Twin Oaks Is A Character All Unto Itself…
The crumbling mansion of 2015 was once a vibrant home in 1955, housing June and her mother, along with their uncle Lemon Green Neely, the builder of the home, and the African American housekeeper Apatha. The house is talked about as if it is a living, breathing entity, and everyone who has ever been there can show up in Cassie’s dreams–even during the day she can feel them if the house chooses to do so. The supernatural element of the house sending Cassie the dreams of her Grandmother June and her best friend Lindie from when they were young was something that I felt could have been explored a bit more, especially since it was more like the reader gets the entire story while Cassie didn’t remember anything when she woke up. Miranda Beverly-Whittemore really did her research on what a house from this era would look like, down to the furniture inside. The author has a fantastic Pinterest board for this novel, and I definitely recommend that you check it out if you’re into that kind of thing.

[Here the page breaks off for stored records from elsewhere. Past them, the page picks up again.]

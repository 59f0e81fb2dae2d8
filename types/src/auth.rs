//! Application registration and OAuth entities.
//!
//! See <https://docs.joinmastodon.org/entities/Application/> and
//! <https://docs.joinmastodon.org/entities/Token/>.

use serde::Deserialize;

/// An application registered against the REST API.
///
/// Returned by the app registration endpoint. The client id and secret are
/// the credentials used to obtain OAuth tokens.
#[non_exhaustive]
#[derive(Debug, Clone, Deserialize)]
pub struct RegisteredApp {
    /// Application name.
    pub name: String,
    /// Website associated with the application.
    pub website: Option<String>,
    /// Push streaming server key.
    pub vapid_key: String,
    /// Client id, used when obtaining OAuth tokens.
    pub client_id: String,
    /// Client secret, used when obtaining OAuth tokens.
    pub client_secret: String,
}

/// An OAuth token used for authenticating with the API.
#[non_exhaustive]
#[derive(Debug, Clone, Deserialize)]
pub struct AccessToken {
    /// The token itself, sent as a bearer credential.
    pub access_token: String,
    /// OAuth token type. Mastodon issues `Bearer` tokens.
    pub token_type: Option<String>,
    /// Space-separated OAuth scopes granted by the token.
    pub scope: String,
    /// When the token was generated, as a unix timestamp.
    pub created_at: i64,
}
//! Client error type.

use reqwest::StatusCode;
use thiserror::Error;

/// Errors returned by [`Mastodon`](crate::Mastodon) operations.
#[derive(Debug, Error)]
#[non_exhaustive]
pub enum ClientError {
    /// The instance base URL, or an endpoint URL derived from it, is invalid.
    #[error("invalid URL: {0}")]
    InvalidUrl(#[from] url::ParseError),

    /// The request could not be sent, or the response body could not be read.
    #[error("transport error: {0}")]
    Transport(#[from] reqwest::Error),

    /// The server answered with a non-success status.
    ///
    /// The body is captured for diagnostics, truncated to a fixed cap.
    #[error("server returned {status}: {body}")]
    Api {
        /// HTTP status of the response.
        status: StatusCode,
        /// Response body, truncated.
        body: String,
    },

    /// The response body was not the expected JSON shape.
    #[error("failed to decode response body: {0}")]
    Decode(#[from] serde_json::Error),
}
//! Injected observer for storage diagnostics
//!
//! The lock, file and storage layers never log directly. They report
//! [`StorageEvent`]s to a [`StorageObserver`], which lets tests record events
//! and lets applications route them to their own sink. [`TracingObserver`]
//! is the default and forwards everything to `tracing`.

use std::path::Path;
use std::time::Duration;

use crate::fileio::FileOp;

/// Something observable happened in the persistence layer
///
/// Events never carry secret bytes, only sizes.
#[derive(Debug)]
pub enum StorageEvent<'a> {
    /// Another holder owns the lock; the caller is backing off
    LockContended { path: &'a Path, attempt: u32 },
    /// The exclusive grant was obtained
    LockAcquired { path: &'a Path, waited: Duration },
    /// The lock could not be obtained before the deadline
    LockTimedOut { path: &'a Path, waited: Duration },
    /// The exclusive grant was given up
    LockReleased { path: &'a Path, held: Duration },
    /// A file operation hit a sharing violation and will be retried
    FileRetry {
        op: FileOp,
        path: &'a Path,
        attempt: u32,
        error: &'a std::io::Error,
    },
    /// The marker moved since the last observed version
    ExternalChange { marker: &'a Path },
    /// Bytes were loaded from the secure store
    CacheRead { backend: &'a str, bytes: usize },
    /// Bytes were written to the secure store
    CacheWritten { backend: &'a str, bytes: usize },
    /// Marker and secure store entry were removed
    CacheCleared { backend: &'a str },
    /// Persistence is not usable; the cache keeps working in memory
    PersistenceDegraded { reason: &'a str },
}

/// Receives [`StorageEvent`]s
pub trait StorageObserver: Send + Sync {
    fn on_event(&self, event: &StorageEvent<'_>);
}

/// Forwards events to `tracing`
#[derive(Debug, Default, Clone, Copy)]
pub struct TracingObserver;

impl StorageObserver for TracingObserver {
    fn on_event(&self, event: &StorageEvent<'_>) {
        match event {
            StorageEvent::LockContended { path, attempt } => {
                tracing::debug!(path = %path.display(), attempt, "Lock held elsewhere, backing off");
            }
            StorageEvent::LockAcquired { path, waited } => {
                tracing::debug!(path = %path.display(), ?waited, "Lock acquired");
            }
            StorageEvent::LockTimedOut { path, waited } => {
                tracing::warn!(path = %path.display(), ?waited, "Timed out waiting for lock");
            }
            StorageEvent::LockReleased { path, held } => {
                tracing::debug!(path = %path.display(), ?held, "Lock released");
            }
            StorageEvent::FileRetry {
                op,
                path,
                attempt,
                error,
            } => {
                tracing::debug!(?op, path = %path.display(), attempt, %error, "Retrying file operation");
            }
            StorageEvent::ExternalChange { marker } => {
                tracing::info!(marker = %marker.display(), "Cache changed by another process, reloading");
            }
            StorageEvent::CacheRead { backend, bytes } => {
                tracing::debug!(backend, bytes, "Read cache from secure store");
            }
            StorageEvent::CacheWritten { backend, bytes } => {
                tracing::debug!(backend, bytes, "Wrote cache to secure store");
            }
            StorageEvent::CacheCleared { backend } => {
                tracing::info!(backend, "Cleared persisted cache");
            }
            StorageEvent::PersistenceDegraded { reason } => {
                tracing::warn!(reason, "Cache persistence unavailable, continuing in memory only");
            }
        }
    }
}

/// Discards every event
#[derive(Debug, Default, Clone, Copy)]
pub struct NullObserver;

impl StorageObserver for NullObserver {
    fn on_event(&self, _event: &StorageEvent<'_>) {}
}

I give June a four out of five. The dual timelines worked for me and I thoroughly enjoyed the small town feel of St. Jude in both 1955 and 2015. Having grown up in a town of 2500 residents myself, I know the claustrophobia of small town life very well, and the author captured it well. The characters are all well-drawn and realistic, even if some of them were stubborn and pigheaded until the end. The ending seemed a bit rushed, and it left me wanting to know more about June and Jack’s relationship –especially since everything was kept so hidden from both of their families over the years. I would also love to know more about Cassie and her new relationships, especially how the house is coming along. June is essentially a story about love, loss, and second chances–no matter how long they take to get them.
About Miranda Beverly-Whittemore
MIRANDA BEVERLY-WHITTEMORE is the author of four novels: June, New York Times bestseller Bittersweet; Set Me Free, which won the Janet Heidinger Kafka Prize, given annually for the best book of fiction by an American woman; and The Effects of Light. A recipient of the Crazyhorse Prize in Fiction, she lives and writes in Brooklyn.